8 thoughts on “Trauma victims highlighted in the Boston Globe

  1. Amen, sister! Interesting what people expected me to “just get over” (in terms of trauma)… and then when I couldn’t… didn’t… *I* was STILL the problem, slapped with the crazy label.

  2. Psychiatry often pathologizes people’s natural reactions to trauma. Very often, people with different belief systems, often get pathologized by Western psychiatrists as being “psychotic” for believing more in the supernatural or being more spiritually oriented. Psychiatry more often oppresses, rather than heals, people.

  3. “the thing is there have been very successful helpers who don’t use highly spiritualized language to explain what is going on in the psyche of someone having a ‘psychotic episode.’
    (…)
    one need not be a flaming spiritualist to do good work with someone who might be considered by some to be in spiritual emergency….”

    Loren Mosher and the folks at Soteria are a good example for this. And my therapist truly wasn’t a flaming spiritualist either. Just an ordinary psychologist. And I’d say, she did a hell of a good job.

    (Although, “ordinary”, I don’t know… I’ve heard a horrifying lot of hair-raising stories about therapists by now. Apropos of abuse…)

  4. I agree, abuse can be subtle and hard to recognize as with many forms of emotional abuse or neglect. Yet the trauma scars can be equally deep.

    On another note: the thing is there have been very successful helpers who don’t use highly spiritualized language to explain what is going on in the psyche of someone having a “psychotic episode.”

    It can be understood in purely metaphorical and psychological terms in my opinion…

    one need not be a flaming spiritualist to do good work with someone who might be considered by some to be in spiritual emergency….

    flexibility in language used to interpret these experiences is part of what makes a successful helper….

  5. Another reason (apart from the economic disadvantages for Big Pharma) to, by all means, avoid recognition of trauma as the cause of crisis is the fact, that our society still is extremely uncomfortable – cf. “medical practitioners feel uncomfortable in bringing spirituality into their treatment approach” -with the truth, that any such thing as abuse is going on to the extent, it actually is going on.

    And that includes both abuse in the family and in society on a larger scale. – In my opinion, our culture is thoroughly abusive in many ways.

  6. (BTW: this somehow supports what I wrote about that one’s cultural/religious background determines what kind of “delusions”, and “hallucinations” someone has.)

    absolutely it does…and I’ve seen it all over the place so I know it’s true as well…

    yes, of course your response is right. psychiatry is simply not able to deal with these issues…

    the thing is mental health issues are holistic…there is a place to deal with the body too and some of that could conceivably still fall within the realm of medicine.

    allergies and foods and nutrients and thyroid problems and vitamin deficiencies can all be part of a poor mental health picture…

    testing blood is often appropriate…docs are needed…they just have to let go of complete control…and understand the multi-dimensional nature of psychic distress.

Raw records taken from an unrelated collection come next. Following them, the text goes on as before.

// Infrastructure layer: input files, routing collaborators, logging

pub mod logging;
pub mod routing;
pub mod snapshot;

pub use logging::init_logging;
pub use routing::{FixedTravelTimes, HaversineEstimator};
pub use snapshot::NetworkSnapshot;
// Translation shared by the good_lp based adapters

use crate::domain::{
    models::{LinearProgram, Solution as DomainSolution, SolverStatistics},
    solver_service::{Result, SolverError},
    value_objects::ConstraintType,
};
use good_lp::{
    variable, Constraint as GoodLpConstraint, Expression, ProblemVariables, ResolutionError,
    Solution as GoodLpSolutionTrait, Variable as GoodLpVariable,
};
use std::time::Instant;

pub(crate) struct GoodLpModel {
    pub vars: ProblemVariables,
    pub columns: Vec<GoodLpVariable>,
    pub objective: Expression,
    pub constraints: Vec<GoodLpConstraint>,
}

pub(crate) fn translate(problem: &LinearProgram) -> GoodLpModel {
    let mut vars = ProblemVariables::new();
    let mut columns = Vec::with_capacity(problem.num_variables());

    for var_def in &problem.variables {
        let definition = variable().min(var_def.lower_bound);
        let definition = match var_def.upper_bound {
            Some(upper) => definition.max(upper),
            None => definition,
        };
        columns.push(vars.add(definition));
    }

    let mut objective = Expression::with_capacity(columns.len());
    for (&coeff, &column) in problem.objective.iter().zip(&columns) {
        if coeff != 0.0 {
            objective.add_mul(coeff, column);
        }
    }

    let constraints = problem
        .constraints
        .iter()
        .map(|constraint| {
            let mut lhs = Expression::with_capacity(constraint.terms.len());
            for &(i, coeff) in &constraint.terms {
                lhs.add_mul(coeff, columns[i]);
            }
            match constraint.constraint_type {
                ConstraintType::LessThanOrEqual => lhs.leq(constraint.bound),
                ConstraintType::Equal => lhs.eq(constraint.bound),
                ConstraintType::GreaterThanOrEqual => lhs.geq(constraint.bound),
            }
        })
        .collect();

    GoodLpModel {
        vars,
        columns,
        objective,
        constraints,
    }
}

/// Maps a good_lp outcome onto the domain solution
pub(crate) fn interpret<S: GoodLpSolutionTrait>(
    problem: &LinearProgram,
    columns: &[GoodLpVariable],
    outcome: std::result::Result<S, ResolutionError>,
    start_time: Instant,
) -> Result<DomainSolution> {
    let statistics =
        SolverStatistics::for_problem(problem, start_time.elapsed().as_secs_f64() * 1000.0);

    match outcome {
        Ok(sol) => {
            let variable_values = columns.iter().map(|&var| sol.value(var)).collect();
            Ok(DomainSolution::optimal(problem, variable_values).with_statistics(statistics))
        }
        Err(ResolutionError::Infeasible) => {
            Ok(DomainSolution::infeasible().with_statistics(statistics))
        }
        Err(ResolutionError::Unbounded) => {
            Ok(DomainSolution::unbounded().with_statistics(statistics))
        }
        Err(e) => Err(SolverError::ExecutionFailed(format!("{:?}", e))),
    }
}
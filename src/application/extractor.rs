// Result extractor: solver output -> flow assignment

use super::compiler::CompiledModel;
use crate::domain::{
    assignment::{EdgeFlow, FlowAssignment, FlowPlan},
    errors::{FlowError, FlowResult},
    models::Solution,
    network::SupplyChainNetwork,
    solver_service::SolverError,
};
use tracing::debug;

pub struct ResultExtractor {
    tolerance: f64,
    precision: usize,
}

impl ResultExtractor {
    pub fn new(tolerance: f64, precision: usize) -> Self {
        Self {
            tolerance,
            precision,
        }
    }

    /// Keeps edges whose flow exceeds the tolerance; non-optimal solutions
    /// yield no assignment at all
    pub fn extract(
        &self,
        network: &SupplyChainNetwork,
        model: &CompiledModel,
        solution: &Solution,
        solver: &str,
    ) -> FlowResult<FlowPlan> {
        if !solution.is_optimal() {
            return Err(FlowError::Model {
                status: solution.status,
                message: solution.message.clone(),
            });
        }
        if solution.variable_values.len() != model.edges.len() {
            return Err(SolverError::ExecutionFailed(format!(
                "solver returned {} values for {} variables",
                solution.variable_values.len(),
                model.edges.len()
            ))
            .into());
        }

        let mut flows = Vec::new();
        for (i, (&edge, &flow)) in model
            .edges
            .iter()
            .zip(&solution.variable_values)
            .enumerate()
        {
            if flow <= self.tolerance {
                continue;
            }
            let Some((from, to)) = network.endpoints(edge) else {
                continue;
            };
            flows.push(EdgeFlow {
                source: from.id.clone(),
                destination: to.id.clone(),
                route: network.route_kind(edge),
                flow,
                unit_objective: model.program.objective[i],
            });
        }
        debug!(active_edges = flows.len(), "flows extracted");

        let assignment = FlowAssignment::new(flows, self.precision);
        Ok(FlowPlan {
            status: solution.status,
            objective_value: solution
                .objective_value
                .unwrap_or_else(|| assignment.total_cost()),
            assignment,
            statistics: solution.statistics.clone(),
            solver: solver.to_string(),
        })
    }
}
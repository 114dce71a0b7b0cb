use super::value_objects::{ConstraintType, SolutionStatus};

/// Continuous decision variable in a linear program
#[derive(Debug, Clone)]
pub struct Variable {
    pub lower_bound: f64,
    pub upper_bound: Option<f64>,
    pub name: String,
}

impl Variable {
    /// Non-negative variable, unbounded above
    pub fn continuous(name: impl Into<String>) -> Self {
        Self {
            lower_bound: 0.0,
            upper_bound: None,
            name: name.into(),
        }
    }

    pub fn with_bounds(mut self, lower: f64, upper: Option<f64>) -> Self {
        self.lower_bound = lower;
        self.upper_bound = upper;
        self
    }
}

/// Linear constraint `sum(coefficient * x[index]) <op> bound`
///
/// Terms are sparse: network rows touch only the edges incident to one node.
#[derive(Debug, Clone)]
pub struct Constraint {
    pub constraint_type: ConstraintType,
    pub terms: Vec<(usize, f64)>,
    pub bound: f64,
    pub name: String,
}

impl Constraint {
    pub fn new(constraint_type: ConstraintType, terms: Vec<(usize, f64)>, bound: f64) -> Self {
        Self {
            constraint_type,
            terms,
            bound,
            name: String::new(),
        }
    }

    pub fn with_name(mut self, name: impl Into<String>) -> Self {
        self.name = name.into();
        self
    }

    pub fn is_empty(&self) -> bool {
        self.terms.is_empty()
    }

    /// Left-hand side evaluated at `values`
    pub fn evaluate(&self, values: &[f64]) -> f64 {
        self.terms
            .iter()
            .map(|&(i, coeff)| coeff * values.get(i).copied().unwrap_or(0.0))
            .sum()
    }

    pub fn violation(&self, values: &[f64]) -> f64 {
        self.constraint_type
            .violation(self.evaluate(values), self.bound)
    }
}

/// Minimisation linear program
#[derive(Debug, Clone, Default)]
pub struct LinearProgram {
    pub name: String,
    pub variables: Vec<Variable>,
    /// One coefficient per variable
    pub objective: Vec<f64>,
    pub constraints: Vec<Constraint>,
}

impl LinearProgram {
    pub fn new(name: impl Into<String>) -> Self {
        Self {
            name: name.into(),
            ..Self::default()
        }
    }

    /// Adds a variable with its objective coefficient, returning its index
    pub fn add_variable(&mut self, variable: Variable, coefficient: f64) -> usize {
        self.variables.push(variable);
        self.objective.push(coefficient);
        self.variables.len() - 1
    }

    pub fn add_constraint(&mut self, constraint: Constraint) {
        self.constraints.push(constraint);
    }

    pub fn num_variables(&self) -> usize {
        self.variables.len()
    }

    pub fn num_constraints(&self) -> usize {
        self.constraints.len()
    }

    pub fn objective_value(&self, values: &[f64]) -> f64 {
        self.objective
            .iter()
            .zip(values)
            .map(|(coeff, value)| coeff * value)
            .sum()
    }

    /// Largest bound or row violation of `values`
    pub fn max_violation(&self, values: &[f64]) -> f64 {
        let rows = self
            .constraints
            .iter()
            .map(|c| c.violation(values))
            .fold(0.0, f64::max);
        let bounds = self
            .variables
            .iter()
            .zip(values)
            .map(|(var, &value)| {
                let below = (var.lower_bound - value).max(0.0);
                let above = var.upper_bound.map_or(0.0, |u| (value - u).max(0.0));
                below.max(above)
            })
            .fold(0.0, f64::max);
        rows.max(bounds)
    }
}

/// Statistics about the solve process
#[derive(Debug, Clone, Default)]
pub struct SolverStatistics {
    pub solve_time_ms: f64,
    pub num_variables: u32,
    pub num_constraints: u32,
}

impl SolverStatistics {
    pub fn for_problem(problem: &LinearProgram, solve_time_ms: f64) -> Self {
        Self {
            solve_time_ms,
            num_variables: problem.num_variables() as u32,
            num_constraints: problem.num_constraints() as u32,
        }
    }
}

/// Quality metrics for the solution
#[derive(Debug, Clone, Default)]
pub struct SolutionQuality {
    pub max_constraint_violation: f64,
}

/// Solution to a linear program
#[derive(Debug, Clone)]
pub struct Solution {
    pub status: SolutionStatus,
    pub objective_value: Option<f64>,
    pub variable_values: Vec<f64>,
    pub message: String,
    pub statistics: SolverStatistics,
    pub quality: SolutionQuality,
}

impl Solution {
    pub fn new(status: SolutionStatus, message: impl Into<String>) -> Self {
        Self {
            status,
            objective_value: None,
            variable_values: Vec::new(),
            message: message.into(),
            statistics: SolverStatistics::default(),
            quality: SolutionQuality::default(),
        }
    }

    /// Optimal point of `problem`, objective and quality computed from `variable_values`
    pub fn optimal(problem: &LinearProgram, variable_values: Vec<f64>) -> Self {
        Self {
            status: SolutionStatus::Optimal,
            objective_value: Some(problem.objective_value(&variable_values)),
            quality: SolutionQuality {
                max_constraint_violation: problem.max_violation(&variable_values),
            },
            variable_values,
            message: format!("Optimal solution found for '{}'", problem.name),
            statistics: SolverStatistics::default(),
        }
    }

    pub fn infeasible() -> Self {
        Self::new(
            SolutionStatus::Infeasible,
            "Problem is infeasible: no solution satisfies all constraints",
        )
    }

    pub fn unbounded() -> Self {
        Self::new(
            SolutionStatus::Unbounded,
            "Problem is unbounded: objective can be improved infinitely",
        )
    }

    pub fn with_statistics(mut self, statistics: SolverStatistics) -> Self {
        self.statistics = statistics;
        self
    }

    pub fn is_optimal(&self) -> bool {
        self.status == SolutionStatus::Optimal
    }
}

  7. It isn’t recognized, because psychiatrists are physicians, medical doctors. Not specialists in spiritual, existential matters – apart from the few who have additional training in these fields. Recognizing the full extent to which spiritual/existential factors contribute to crisis would eventually put psychiatry out of business. In order to stay in this business, it is essential to do everything imaginable (and unimaginable) to keep up the illusion, that there would be brain diseases called “schizophrenia” (psychiatry’s holy cow), “bipolar disorder” and and and, that need medical treatment/management.

    (BTW: this somehow supports what I wrote about that one’s cultural/religious background determines what kind of “delusions”, and “hallucinations” someone has.)